SQL Server’s Transact-SQL provides a function to execute SQL shell scripts directly from SQL. This function is called SQL Server xp_cmdshell. The function works the same way as a prompt command.

This tutorial will walk you through the process of configuring the SQL Server to allow SQL to execute SQL shell scripts and SQL prompt commands directly from SQL. In addition, the returned results can be stored in a table and can be combined with other SQL script functions and commands like any other SQL script.

How To Execute SQL Prompt Commands

Before you can execute the xp_cmdshell function in SQL Server, you will need to enable it on the SQL Server. To enable the xp_cmdshell you will need to execute the sp_Configure SQL system command while providing the proper parameters. The general syntax for the sp_Configure command is:

sp_Configure OptionName, ConfigValue

To execute the sp_Configure command to enable the xp_cmdshell, open a new query in Sql Server Management Studio and enter the following command to enable the xp_cmdshell followed by the Reconfigure statement to install the new configuration:

Exec sp_configure 'xp_cmdshell', 1


You will need to run the xp_cmdshell using the credential that has access to the Windows server processes, like an administrator, otherwise the store procedure will not run or will issue an error.

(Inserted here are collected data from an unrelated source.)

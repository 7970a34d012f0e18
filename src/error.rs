use std::time::Duration;

use crate::worker::RequestId;

#[derive(Debug, thiserror::Error)]
pub enum EngineError {
    #[error("request {id} timed out after {timeout:?}")]
    RequestTimeout { id: RequestId, timeout: Duration },
    #[error("layout worker terminated while handling request {id}")]
    WorkerCrashed { id: RequestId },
    #[error("background layout workers are unavailable")]
    WorkerUnavailable,
    #[error("coordinator has been shut down")]
    ShutDown,
    #[error("unknown node: {0}")]
    UnknownNode(String),
    #[error("node {0} is not a cluster")]
    NotACluster(String),
    #[error("pin position for node {0} is not finite")]
    InvalidPin(String),
    #[error("no retained layout for request {0}")]
    UnknownLayout(RequestId),
    #[error("worker answered with a response of the wrong kind")]
    UnexpectedResponse,
    #[error("invalid configuration: {0}")]
    Config(#[from] serde_json::Error),
    #[error("failed to read {path}: {source}")]
    Io {
        path: String,
        #[source]
        source: std::io::Error,
    },
}

pub type Result<T> = std::result::Result<T, EngineError>;
use std::fmt;
use std::sync::mpsc::{Receiver, RecvTimeoutError, TryRecvError};
use std::time::Duration;

use emath::Vec2;

use crate::cluster::ClusterOutcome;
use crate::engine::{LayoutFrame, LayoutResult};
use crate::error::{EngineError, Result};
use crate::graph::{Graph, NodeId};
use crate::optimize::{OptimizeOptions, OptimizeOutcome};

/// Correlates a submitted job with its eventual response.
#[derive(Clone, Copy, Debug, PartialEq, Eq, PartialOrd, Ord, Hash)]
pub struct RequestId(pub u64);

impl fmt::Display for RequestId {
    fn fmt(&self, f: &mut fmt::Formatter<'_>) -> fmt::Result {
        write!(f, "#{}", self.0)
    }
}

pub enum Job {
    Layout {
        graph: Graph,
        width: f32,
        height: f32,
    },
    Cluster {
        graph: Graph,
        distance: Option<f32>,
    },
    Optimize {
        graph: Graph,
        options: OptimizeOptions,
    },
    /// Relaxes a retained layout again after pin changes.
    Resume {
        graph: Graph,
        width: f32,
        height: f32,
    },
}

impl Job {
    pub fn kind(&self) -> &'static str {
        match self {
            Self::Layout { .. } => "layout",
            Self::Cluster { .. } => "cluster",
            Self::Optimize { .. } => "optimize",
            Self::Resume { .. } => "resume",
        }
    }
}

pub enum Response {
    Layout(LayoutResult),
    Cluster(ClusterOutcome),
    Optimize(OptimizeOutcome),
}

impl TryFrom<Response> for LayoutResult {
    type Error = EngineError;

    fn try_from(response: Response) -> Result<Self> {
        match response {
            Response::Layout(result) => Ok(result),
            _ => Err(EngineError::UnexpectedResponse),
        }
    }
}

impl TryFrom<Response> for ClusterOutcome {
    type Error = EngineError;

    fn try_from(response: Response) -> Result<Self> {
        match response {
            Response::Cluster(outcome) => Ok(outcome),
            _ => Err(EngineError::UnexpectedResponse),
        }
    }
}

impl TryFrom<Response> for OptimizeOutcome {
    type Error = EngineError;

    fn try_from(response: Response) -> Result<Self> {
        match response {
            Response::Optimize(outcome) => Ok(outcome),
            _ => Err(EngineError::UnexpectedResponse),
        }
    }
}

/// Interactive pin change forwarded to a running layout.
#[derive(Clone, Debug, PartialEq)]
pub enum PinUpdate {
    Pin { node: NodeId, position: Vec2 },
    Release { node: NodeId },
}

impl PinUpdate {
    pub fn node(&self) -> &str {
        match self {
            Self::Pin { node, .. } | Self::Release { node } => node,
        }
    }

    /// Writes the change into a graph that no simulation is running on.
    pub fn apply_to(&self, graph: &mut Graph) -> Result<()> {
        let node = graph
            .node_mut(self.node())
            .ok_or_else(|| EngineError::UnknownNode(self.node().to_owned()))?;
        match self {
            Self::Pin { position, .. } => {
                if !position.is_finite() {
                    return Err(EngineError::InvalidPin(node.id.clone()));
                }
                node.pin(*position);
                node.position = *position;
                node.velocity = Vec2::ZERO;
            }
            Self::Release { .. } => node.release(),
        }
        Ok(())
    }
}

/// Handle to a submitted job. Resolves exactly once.
pub struct Pending<T> {
    id: RequestId,
    reply: Receiver<Result<Response>>,
    progress: Receiver<LayoutFrame>,
    taken: bool,
    _output: std::marker::PhantomData<fn() -> T>,
}

impl<T> Pending<T>
where
    T: TryFrom<Response, Error = EngineError>,
{
    pub(crate) fn new(
        id: RequestId,
        reply: Receiver<Result<Response>>,
        progress: Receiver<LayoutFrame>,
    ) -> Self {
        Self {
            id,
            reply,
            progress,
            taken: false,
            _output: std::marker::PhantomData,
        }
    }

    pub fn id(&self) -> RequestId {
        self.id
    }

    fn resolve(&mut self, response: Result<Response>) -> Result<T> {
        self.taken = true;
        response.and_then(T::try_from)
    }

    /// Returns the result once available. Later calls return `None`.
    pub fn try_result(&mut self) -> Option<Result<T>> {
        if self.taken {
            return None;
        }
        match self.reply.try_recv() {
            Ok(response) => Some(self.resolve(response)),
            Err(TryRecvError::Empty) => None,
            Err(TryRecvError::Disconnected) => Some(self.resolve(Err(EngineError::ShutDown))),
        }
    }

    pub fn wait(mut self) -> Result<T> {
        let response = self.reply.recv().unwrap_or(Err(EngineError::ShutDown));
        self.resolve(response)
    }

    pub fn wait_timeout(&mut self, timeout: Duration) -> Option<Result<T>> {
        if self.taken {
            return None;
        }
        match self.reply.recv_timeout(timeout) {
            Ok(response) => Some(self.resolve(response)),
            Err(RecvTimeoutError::Timeout) => None,
            Err(RecvTimeoutError::Disconnected) => Some(self.resolve(Err(EngineError::ShutDown))),
        }
    }

    /// Drains the frames streamed since the last call.
    pub fn progress(&self) -> Vec<LayoutFrame> {
        self.progress.try_iter().collect()
    }
}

The sp_Configure creates a new SQL Server configuration and displays the results in the SQL output. The first option is the name of the stored procedure that must be enabled on the SQL Server. The second option either enables or disables the stored procedure on the server. To enable, pass the value of '1' as a char value. To load the new configure, execute the Reconfigure SQL command.

This command alters server settings for all databases on that particular SQL Server. To alter database level settings, use the Alter Database command instead.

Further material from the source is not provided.